Wednesday, March 18, 2015

This Winter Was The Hottest On Record. Seriously!

With the glaring exception of eastern North America
the world was wicked warm in February, 2015
says a new report from NOAA.  
My fellow Vermonters and my neighbors in New England will surely throw big, heavy but inexpensive things at me for saying this, but this now-concluding winter was the warmest on record.

Before the debris flies, I'm talking about the world as a whole having the warmest on record. New England and southeastern Canada were the glaring exception to this.  

NOAA's National Climatic Data Center released its closely watched monthly analysis of the global climate today said the period December 1 through February 28 marked the warmest winter on record for the globe. Their data goes back to about the late 1880s.

Overall, February itself was the second warmest on record for the entire Earth. Here where I live in little tiny Vermont, we endured our second coldest February on record.

For the United States as a whole, it was the 19th warmest winter on record. While New England froze, large swaths of the western United States had a very warm winter.

From the Climate Data Center report:

"In February, 2015, cooler to much cooler than average conditions overtoook the entire eastern half of the United States and the eastern third of Canada, with some record cold pockets seen around the Great Lakes region and parts of northeastern Canada near Hudson Bay. 

The majority of the world's land surfaces, however, were warmer than average, with much warmer than average temperatures widespread across Central America, northern and central South America, Australia, most of Africa and much of Eurasia, including a broad swath that covered most of Russia. 

In stark contrast to the eastern United States, the western United States was encompassed by record warmth.
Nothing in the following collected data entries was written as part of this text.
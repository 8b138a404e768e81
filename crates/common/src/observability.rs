use once_cell::sync::Lazy;
use prometheus::{
    register_histogram, register_int_counter, Encoder, Histogram, IntCounter, TextEncoder,
};

// Prometheus metrics (default registry)
pub static REQUESTS_TOTAL: Lazy<IntCounter> = Lazy::new(|| {
    register_int_counter!(
        "boost_relay_requests_total",
        "Total relay requests handled"
    )
    .expect("register requests_total")
});

pub static INPUT_REJECTED_TOTAL: Lazy<IntCounter> = Lazy::new(|| {
    register_int_counter!(
        "boost_relay_input_rejected_total",
        "Requests rejected before any upstream call (missing fields, unknown service code)"
    )
    .expect("register input_rejected_total")
});

pub static ORDERS_PLACED_TOTAL: Lazy<IntCounter> = Lazy::new(|| {
    register_int_counter!(
        "boost_relay_orders_placed_total",
        "Orders successfully forwarded to the provider"
    )
    .expect("register orders_placed_total")
});

pub static UPSTREAM_REQUESTS_TOTAL: Lazy<IntCounter> = Lazy::new(|| {
    register_int_counter!(
        "boost_relay_upstream_requests_total",
        "Total calls issued to the provider API"
    )
    .expect("register upstream_requests_total")
});

pub static UPSTREAM_ERRORS_TOTAL: Lazy<IntCounter> = Lazy::new(|| {
    register_int_counter!(
        "boost_relay_upstream_errors_total",
        "Provider calls that failed (transport, decode, or non-2xx status)"
    )
    .expect("register upstream_errors_total")
});

pub static UPSTREAM_DURATION: Lazy<Histogram> = Lazy::new(|| {
    register_histogram!(
        "boost_relay_upstream_duration_seconds",
        "Provider call duration in seconds",
        vec![0.005, 0.01, 0.025, 0.05, 0.1, 0.25, 0.5, 1.0, 2.5, 5.0, 10.0, 30.0]
    )
    .expect("register upstream_duration")
});

pub fn encode_metrics() -> (axum::http::StatusCode, String) {
    let encoder = TextEncoder::new();
    let metric_families = prometheus::gather();
    let mut buffer = Vec::new();
    if let Err(e) = encoder.encode(&metric_families, &mut buffer) {
        return (
            axum::http::StatusCode::INTERNAL_SERVER_ERROR,
            format!("metrics encode error: {e}"),
        );
    }
    (
        axum::http::StatusCode::OK,
        String::from_utf8(buffer).unwrap_or_default(),
    )
}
The warm-cold pattern over the country has been observed over much of the past two years."

By the way, that warm-cold pattern seems to be in a continual stuck position. March has been behaving much of the same way, and this pattern should hold at least through the first week in April, and probably beyond that.

I don't know what it will take to get it unstuck.

The NOAA report also said that February Arctic sea ice extent was the third lowest on record.

1 comment:

  1. So does this mean Boston will have a cold Summer? The CPC says northeast will have above average temps.